Classification

Models

Model

Lang

cointegrated/rubert-tiny-toxicity

EN

cointegrated/rubert-tiny2-cedr-emotion-detection

RU

papluca/xlm-roberta-base-language-detection

RU

fabriceyhc/bert-base-uncased-ag_news

EN

XSY/albert-base-v2-imdb-calssification

EN

IlyaGusev/rubertconv_toxic_clf

EN

aiknowyou/it-emotion-analyzer

RU

blanchefort/rubert-base-cased-sentiment-rusentiment

RU

tatiana-merz/turkic-cyrillic-classifier

RU

s-nlp/russian_toxicity_classifier

RU

Datasets

  1. OxAISH-AL-LLM/wiki_toxic

    1. Lang: EN

    2. Rows: 31915

    3. Preprocess:

      1. Drop column id.

      2. Rename column label to target.

      3. Rename column comment_text to source.

      4. Reset indexes.

  2. seara/ru_go_emotions

    1. Lang: RU

    2. Rows: 5430

    3. Preprocess:

      1. Select simplified subset.

      2. Drop columns id and text.

      3. Convert column labels to tuple.

      4. Remove from labels values 0, 4, 5, 6, 7, 8, 10, 12, 15, 18, 21, 22, 23.

      5. Rename column labels to target.

      6. Rename column ru_text to source.

      7. Group emotions and change numbers to words:

        1. Labels 1, 13, 17, 20 change to label 1.

        2. Labels 9, 16, 24, 25 change to label 2.

        3. Labels 14, 19 change to label 3.

        4. Labels 2, 3 change to label 4.

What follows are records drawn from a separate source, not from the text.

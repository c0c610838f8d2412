//! JSON payload returned to whoever asked for a prediction.
//!
//! Success and failure are distinguishable by key:
//! `{"category":"Rain"}` or `{"error":"failed to record audio: …"}`.

use serde::{Deserialize, Serialize};

use crate::pipeline::{PipelineError, Prediction};

#[derive(Debug, Clone, PartialEq, Eq, Serialize, Deserialize)]
#[serde(untagged)]
pub enum PredictionResponse {
    Category { category: String },
    Error { error: String },
}

impl PredictionResponse {
    pub fn is_ok(&self) -> bool {
        matches!(self, Self::Category { .. })
    }

    pub fn to_json(&self) -> Result<String, serde_json::Error> {
        serde_json::to_string(self)
    }
}

impl From<&Prediction> for PredictionResponse {
    fn from(p: &Prediction) -> Self {
        Self::Category {
            category: p.label.to_string(),
        }
    }
}

impl From<&PipelineError> for PredictionResponse {
    fn from(e: &PipelineError) -> Self {
        let error = match e {
            PipelineError::Acquisition(e) => format!("failed to record audio: {e}"),
            PipelineError::Classification(e) => format!("invalid prediction result: {e}"),
            PipelineError::Busy => "busy: a prediction is already in progress".to_string(),
            other => other.to_string(),
        };
        Self::Error { error }
    }
}

impl From<&Result<Prediction, PipelineError>> for PredictionResponse {
    fn from(r: &Result<Prediction, PipelineError>) -> Self {
        match r {
            Ok(p) => p.into(),
            Err(e) => e.into(),
        }
    }
}

#[cfg(test)]
mod tests {
    use super::*;
    use crate::audio::AcquisitionError;
    use crate::classifier::ClassificationError;

    #[test]
    fn success_uses_category_key() {
        let p = Prediction {
            index: 4,
            label: "Rain".into(),
        };
        let json = PredictionResponse::from(&Ok(p)).to_json().unwrap();
        assert_eq!(json, r#"{"category":"Rain"}"#);
    }

    #[test]
    fn failures_use_error_key() {
        let acq: Result<Prediction, _> = Err(PipelineError::Acquisition(AcquisitionError::Timeout { attempts: 3 }));
        let resp = PredictionResponse::from(&acq);
        assert!(!resp.is_ok());
        let v: serde_json::Value = serde_json::from_str(&resp.to_json().unwrap()).unwrap();
        assert!(v["error"].as_str().unwrap().starts_with("failed to record audio"));
        assert!(v.get("category").is_none());

        let cls = PipelineError::Classification(ClassificationError::IndexOutOfRange { index: 9, classes: 6 });
        let resp = PredictionResponse::from(&cls);
        assert!(matches!(resp, PredictionResponse::Error { ref error } if error.starts_with("invalid prediction result")));
    }

    #[test]
    fn payloads_parse_back() {
        let back: PredictionResponse = serde_json::from_str(r#"{"error":"x"}"#).unwrap();
        assert_eq!(back, PredictionResponse::Error { error: "x".into() });
    }
}
//! Spectral front-end: pre-emphasis → Hamming → FFT → Mel filterbank → log → DCT.

mod dct;
mod extractor;
mod fft;
mod filterbank;
mod normalizer;
mod spectrum;
mod window;

pub use dct::DctMatrix;
pub use extractor::{FeatureExtractor, FeatureScratch, project};
pub use fft::Radix2Fft;
pub use filterbank::{MelFilterbank, hz_to_mel, mel_to_hz};
pub use normalizer::{FeatureNormalizer, NormalizationError};
pub(crate) use normalizer::check_quant_params;
pub use spectrum::{SpectralBuffer, SpectralTransform};
pub use window::{HammingWindow, pre_emphasis};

        5. Labels 27 change to label 7.

        6. Labels 26 change to label 6.

        7. Other labels to label 8.

      8. Delete duplicates in target.

      9. Clean column source.

      10. Reset indexes.

  3. papluca/language-identification

    1. Lang: EN

    2. Rows: 10000

    3. Preprocess:

      1. Rename column labels to target.

      2. Rename column text to source.

      3. Map language abbreviation to label classes.

      4. Reset indexes.

  4. ag_news

    1. Lang: EN

    2. Rows: 7600

    3. Preprocess:

      1. Rename column label to target.

      2. Rename column text to source.

      3. Reset indexes.

  5. imdb

    1. Lang: EN

    2. Rows: 25000

    3. Preprocess:

      1. Select test split.

      2. Rename column labels to target.

      3. Rename column text to source.

      4. Reset indexes.

  6. dair-ai/emotion

    1. Lang: EN

    2. Rows: 2000

    3. Preprocess:

      1. Select split subset.

      2. Select validation split.

      3. Rename column label to target.

      4. Rename column text to source.

      5. Reset indexes.

  7. blinoff/kinopoisk

    1. Lang: RU

    2. Rows: 36591

    3. Preprocess:

      1. Select validation split.

      2. Leave only content and grade3 columns.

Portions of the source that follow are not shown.